Posted Oct. 1, 2005
The Virginia-Maryland Regional College of Veterinary Medicine recently concluded its yearlong 25th anniversary celebration with the unveiling of a life-sized bronze sculpture representing the human-animal bond on the Virginia Tech campus in Blacksburg.
Sculpted by Kentucky artist Gwen Reardon from an original concept by the college's biomedical media artist Terry Lawrence, the sculpture features a horse, a dog, and a veterinary student.
"This statue will stand in permanent tribute to the human-animal bond, to our college and all it has achieved, and the profession in general," said Dr. Gerhardt Schurig, dean of the college.
Jane Talbot, wife of the college's founding dean, the late Dr. Richard Talbot, and her family provided major funding for the project.
AVMA President Henry E. Childers joined college and university officials participating in the ceremony. During his presentation, Dr. Childers discussed the importance of professional unity in the veterinary community.
Following the ceremony, a history book chronicling the founding and development of the college was revealed. Dr. Peter Eyre, former dean of the college, and founding faculty member Dr. Kent C. Roberts co-authored the book "Breaking New Ground: A History of the Virginia-Maryland Regional College of Veterinary Medicine."
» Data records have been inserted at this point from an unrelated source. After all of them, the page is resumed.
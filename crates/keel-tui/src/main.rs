//! Terminal frontend for the keel decision journal.

mod app;
mod event;
mod ui;

use anyhow::Context;
use app::{App, EditorMode};
use clap::Parser;
use crossterm::event::{Event as CrosstermEvent, KeyCode, KeyEvent, KeyEventKind, KeyModifiers};
use crossterm::execute;
use crossterm::terminal::{
    EnterAlternateScreen, LeaveAlternateScreen, disable_raw_mode, enable_raw_mode,
};
use event::AppEvent;
use keel::{Command, Engine};
use keel_config::KeelConfig;
use keel_core::{MAX_PRINCIPLES, Screen, WorkflowEvent};
use keel_gateway::{DecisionGateway, HttpGateway};
use keel_store::FileStore;
use log::{debug, info};
use ratatui::Terminal;
use ratatui::backend::CrosstermBackend;
use std::io::{self, Stdout};
use std::path::PathBuf;
use std::sync::Arc;
use std::time::Duration;
use tokio::sync::mpsc;

/// Command-line options for the keel TUI.
#[derive(Parser)]
#[command(name = "keel", version)]
struct Cli {
    /// Optional path to a keel.json5 config file
    #[arg(long)]
    config: Option<PathBuf>,
    /// Override the storage directory
    #[arg(long)]
    data_dir: Option<PathBuf>,
    /// Override the chat model name
    #[arg(long)]
    model: Option<String>,
    /// Override the output language tag
    #[arg(long)]
    locale: Option<String>,
}

/// Entry point for the keel TUI.
#[tokio::main]
async fn main() -> anyhow::Result<()> {
    keel::init_logging();
    let cli = Cli::parse();

    let mut config = if let Some(path) = cli.config.as_ref() {
        KeelConfig::load_from_path(path).context("failed to load config")?
    } else {
        let cwd = std::env::current_dir().context("failed to resolve current directory")?;
        KeelConfig::load_layered(&cwd).context("failed to load layered config")?
    };
    if let Some(model) = cli.model {
        config.gateway.model = model;
    }
    if let Some(locale) = cli.locale {
        config.gateway.locale = locale;
    }
    if let Some(data_dir) = cli.data_dir {
        config.storage.path = Some(data_dir.display().to_string());
    }

    let store_root = config.storage.resolve_root();
    info!("starting keel (store_root={})", store_root.display());
    let store = FileStore::new(&store_root).context("failed to open the data directory")?;
    let gateway: Arc<dyn DecisionGateway> =
        Arc::new(HttpGateway::new(&config.gateway).context("failed to build the gateway")?);
    let mut app = App::new(Engine::bootstrap(store, gateway));

    let mut terminal = setup_terminal()?;
    let (tx, mut rx) = mpsc::channel(256);
    spawn_input_handler(tx.clone());
    spawn_tick(tx.clone());

    loop {
        terminal.draw(|frame| ui::draw(frame, &app))?;
        let Some(event) = rx.recv().await else { break };
        if handle_app_event(&mut app, event, &tx) {
            break;
        }
    }

    restore_terminal(&mut terminal)?;
    Ok(())
}

/// Dispatch a UI event and return true when the app should exit.
fn handle_app_event(app: &mut App, event: AppEvent, sender: &mpsc::Sender<AppEvent>) -> bool {
    match event {
        AppEvent::Input(key) => handle_input(app, key, sender),
        AppEvent::Tick => {
            app.tick();
            false
        }
        AppEvent::Workflow(event) => {
            dispatch(app, event, sender);
            false
        }
    }
}

/// Feed an event to the engine, spawn any gateway work, and surface errors.
fn dispatch(app: &mut App, event: WorkflowEvent, sender: &mpsc::Sender<AppEvent>) -> bool {
    let ok = match app.engine.dispatch(event) {
        Ok(commands) => {
            for command in commands {
                match command {
                    Command::PromptCredential => {
                        app.credential_overlay = true;
                        app.credential_input.clear();
                        app.status = "an API credential is required first".to_string();
                    }
                    command => spawn_command(app.engine.gateway(), command, sender.clone()),
                }
            }
            true
        }
        Err(err) => {
            app.status = err.to_string();
            false
        }
    };
    if let Some(error) = app.engine.take_error() {
        app.status = error;
    }
    app.sync_screen();
    ok
}

/// Run a gateway command off-thread and feed the result back into the loop.
fn spawn_command(
    gateway: Arc<dyn DecisionGateway>,
    command: Command,
    sender: mpsc::Sender<AppEvent>,
) {
    debug!("spawning gateway command");
    tokio::spawn(async move {
        if let Some(event) = Engine::run(gateway, command).await {
            let _ = sender.send(AppEvent::Workflow(event)).await;
        }
    });
}

/// Handle keyboard input; returns true to exit.
fn handle_input(app: &mut App, key: KeyEvent, sender: &mpsc::Sender<AppEvent>) -> bool {
    if key.kind != KeyEventKind::Press {
        return false;
    }
    if key.modifiers.contains(KeyModifiers::CONTROL) && key.code == KeyCode::Char('c') {
        return true;
    }
    if app.credential_overlay {
        handle_credential_input(app, key, sender);
        return false;
    }
    // One outstanding gateway call at a time: lock input while waiting.
    if app.busy() {
        return false;
    }

    match app.engine.workflow().screen() {
        Screen::Onboarding => handle_editor_input(app, key, sender, true),
        Screen::Principles => handle_editor_input(app, key, sender, false),
        Screen::Dashboard => return handle_dashboard_input(app, key, sender),
        Screen::Situation => handle_situation_input(app, key, sender),
        Screen::Reflection => handle_reflection_input(app, key, sender),
        Screen::Advice => {
            if matches!(key.code, KeyCode::Enter | KeyCode::Esc) {
                dispatch(app, WorkflowEvent::AcknowledgeAdvice, sender);
            }
        }
        Screen::History => handle_history_input(app, key, sender),
        Screen::HistoryDetail(_) => handle_history_detail_input(app, key, sender),
    }
    false
}

fn handle_dashboard_input(app: &mut App, key: KeyEvent, sender: &mpsc::Sender<AppEvent>) -> bool {
    match key.code {
        KeyCode::Char('n') => {
            dispatch(app, WorkflowEvent::StartDecision, sender);
        }
        KeyCode::Char('p') => {
            dispatch(app, WorkflowEvent::OpenPrinciples, sender);
        }
        KeyCode::Char('h') => {
            dispatch(app, WorkflowEvent::OpenHistory, sender);
        }
        KeyCode::Char('c') => {
            app.credential_overlay = true;
            app.credential_input.clear();
        }
        KeyCode::Char('q') | KeyCode::Esc => return true,
        _ => {}
    }
    false
}

/// Shared editor handler for onboarding and the principle manager.
fn handle_editor_input(
    app: &mut App,
    key: KeyEvent,
    sender: &mpsc::Sender<AppEvent>,
    onboarding: bool,
) {
    match app.editor.mode {
        EditorMode::Browse => match key.code {
            KeyCode::Up => app.editor.select_previous(),
            KeyCode::Down => app.editor.select_next(),
            KeyCode::Char('s') if key.modifiers.contains(KeyModifiers::CONTROL) => {
                let list = app.editor.list.clone();
                let event = if onboarding {
                    WorkflowEvent::FinishOnboarding(list)
                } else {
                    WorkflowEvent::SavePrinciples(list)
                };
                if dispatch(app, event, sender) {
                    app.editor.dirty = false;
                    if !onboarding {
                        app.status = "principles saved".to_string();
                    }
                }
            }
            KeyCode::Char('a') => {
                if app.editor.list.len() >= MAX_PRINCIPLES {
                    app.status = format!("you already keep {MAX_PRINCIPLES} principles");
                } else {
                    app.editor.begin_insert();
                }
            }
            KeyCode::Char('e') => app.editor.begin_edit(),
            KeyCode::Char('d') => {
                if !app.editor.list.is_empty() {
                    app.editor.mode = EditorMode::ConfirmDelete;
                }
            }
            KeyCode::Esc => {
                if !onboarding {
                    dispatch(app, WorkflowEvent::ClosePrinciples, sender);
                }
            }
            _ => {}
        },
        EditorMode::EditTitle => match key.code {
            KeyCode::Enter => app.editor.mode = EditorMode::EditDescription,
            KeyCode::Esc => app.editor.mode = EditorMode::Browse,
            KeyCode::Backspace => {
                app.editor.title_input.pop();
            }
            KeyCode::Char(ch) if !key.modifiers.contains(KeyModifiers::CONTROL) => {
                app.editor.title_input.push(ch);
            }
            _ => {}
        },
        EditorMode::EditDescription => match key.code {
            KeyCode::Enter => app.editor.commit_edit(),
            KeyCode::Esc => app.editor.mode = EditorMode::Browse,
            KeyCode::Backspace => {
                app.editor.description_input.pop();
            }
            KeyCode::Char(ch) if !key.modifiers.contains(KeyModifiers::CONTROL) => {
                app.editor.description_input.push(ch);
            }
            _ => {}
        },
        EditorMode::ConfirmDelete => match key.code {
            KeyCode::Char('y') => app.editor.delete_selected(),
            KeyCode::Char('n') | KeyCode::Esc => app.editor.mode = EditorMode::Browse,
            _ => {}
        },
    }
}

fn handle_situation_input(app: &mut App, key: KeyEvent, sender: &mpsc::Sender<AppEvent>) {
    match key.code {
        KeyCode::Enter => {
            let situation = app.input.clone();
            dispatch(app, WorkflowEvent::SubmitSituation(situation), sender);
        }
        KeyCode::Esc => {
            dispatch(app, WorkflowEvent::CancelDecision, sender);
        }
        KeyCode::Backspace => {
            app.input.pop();
        }
        KeyCode::Char(ch) if !key.modifiers.contains(KeyModifiers::CONTROL) => {
            app.input.push(ch);
        }
        _ => {}
    }
}

fn handle_reflection_input(app: &mut App, key: KeyEvent, sender: &mpsc::Sender<AppEvent>) {
    let count = app
        .engine
        .workflow()
        .draft()
        .map(|draft| draft.reflections.len())
        .unwrap_or(0);
    match key.code {
        KeyCode::Esc => {
            dispatch(app, WorkflowEvent::CancelDecision, sender);
        }
        KeyCode::Up if count > 0 => {
            let index = app.answer_index.saturating_sub(1);
            app.focus_answer(index);
        }
        KeyCode::Down if count > 0 => {
            let index = (app.answer_index + 1).min(count - 1);
            app.focus_answer(index);
        }
        KeyCode::Enter if count > 0 => {
            let answer = app.input.clone();
            let index = app.answer_index;
            if dispatch(app, WorkflowEvent::AnswerReflection { index, answer }, sender) {
                // Jump to the next unanswered question, if any.
                let next = app
                    .engine
                    .workflow()
                    .draft()
                    .and_then(|draft| {
                        draft
                            .reflections
                            .iter()
                            .position(|reflection| !reflection.is_answered())
                    })
                    .unwrap_or(index);
                app.focus_answer(next);
            }
        }
        KeyCode::Char('s') if key.modifiers.contains(KeyModifiers::CONTROL) => {
            dispatch(app, WorkflowEvent::SubmitReflections, sender);
        }
        KeyCode::Backspace => {
            app.input.pop();
        }
        KeyCode::Char(ch) if !key.modifiers.contains(KeyModifiers::CONTROL) => {
            app.input.push(ch);
        }
        _ => {}
    }
}

fn handle_history_input(app: &mut App, key: KeyEvent, sender: &mpsc::Sender<AppEvent>) {
    match key.code {
        KeyCode::Up => app.history_previous(),
        KeyCode::Down => app.history_next(),
        KeyCode::Enter => {
            let index = app.history_selected;
            dispatch(app, WorkflowEvent::OpenHistoryDetail(index), sender);
        }
        KeyCode::Esc => {
            dispatch(app, WorkflowEvent::CloseHistory, sender);
        }
        _ => {}
    }
}

fn handle_history_detail_input(app: &mut App, key: KeyEvent, sender: &mpsc::Sender<AppEvent>) {
    if app.confirm_delete {
        match key.code {
            KeyCode::Char('y') => {
                app.confirm_delete = false;
                dispatch(app, WorkflowEvent::DeleteRecord, sender);
            }
            KeyCode::Char('n') | KeyCode::Esc => app.confirm_delete = false,
            _ => {}
        }
        return;
    }
    match key.code {
        KeyCode::Char('d') => app.confirm_delete = true,
        KeyCode::Esc => {
            dispatch(app, WorkflowEvent::CloseHistoryDetail, sender);
        }
        _ => {}
    }
}

fn handle_credential_input(app: &mut App, key: KeyEvent, sender: &mpsc::Sender<AppEvent>) {
    match key.code {
        KeyCode::Enter => {
            let secret = app.credential_input.clone();
            dispatch(app, WorkflowEvent::CredentialSubmitted(secret), sender);
        }
        KeyCode::Esc => {
            app.credential_overlay = false;
            app.credential_input.clear();
        }
        KeyCode::Backspace => {
            app.credential_input.pop();
        }
        KeyCode::Char(ch) if !key.modifiers.contains(KeyModifiers::CONTROL) => {
            app.credential_input.push(ch);
        }
        _ => {}
    }
}

/// Spawn a task to poll for keyboard events.
fn spawn_input_handler(sender: mpsc::Sender<AppEvent>) {
    tokio::spawn(async move {
        loop {
            if let Ok(true) = crossterm::event::poll(Duration::from_millis(30)) {
                let event = match crossterm::event::read() {
                    Ok(event) => event,
                    Err(_) => break,
                };
                if let CrosstermEvent::Key(key) = event {
                    let _ = sender.send(AppEvent::Input(key)).await;
                }
            } else {
                tokio::task::yield_now().await;
            }
        }
    });
}

/// Spawn a periodic tick generator for the spinner.
fn spawn_tick(sender: mpsc::Sender<AppEvent>) {
    tokio::spawn(async move {
        let mut interval = tokio::time::interval(Duration::from_millis(150));
        loop {
            interval.tick().await;
            let _ = sender.send(AppEvent::Tick).await;
        }
    });
}

/// Configure terminal in raw mode with alternate screen.
fn setup_terminal() -> anyhow::Result<Terminal<CrosstermBackend<Stdout>>> {
    debug!("setting up terminal");
    enable_raw_mode()?;
    let mut stdout = io::stdout();
    execute!(stdout, EnterAlternateScreen)?;
    let backend = CrosstermBackend::new(stdout);
    let terminal = Terminal::new(backend)?;
    Ok(terminal)
}

/// Restore terminal state on exit.
fn restore_terminal(terminal: &mut Terminal<CrosstermBackend<Stdout>>) -> anyhow::Result<()> {
    debug!("restoring terminal");
    disable_raw_mode()?;
    execute!(terminal.backend_mut(), LeaveAlternateScreen)?;
    terminal.show_cursor()?;
    Ok(())
}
The college's yearlong celebration—themed "Breaking New Ground in Veterinary Medicine"—also included a black-tie gala. Food and Drug Administration Commissioner Lester M. Crawford and several U.S. representatives spoke at the event. In addition, the college hosted a family day celebration, designed to honor the college's employees.
Virginia-Maryland graduated 1,668 veterinarians during its first 25 years. The three-campus college enrolls about 500 DVM and graduate students a year.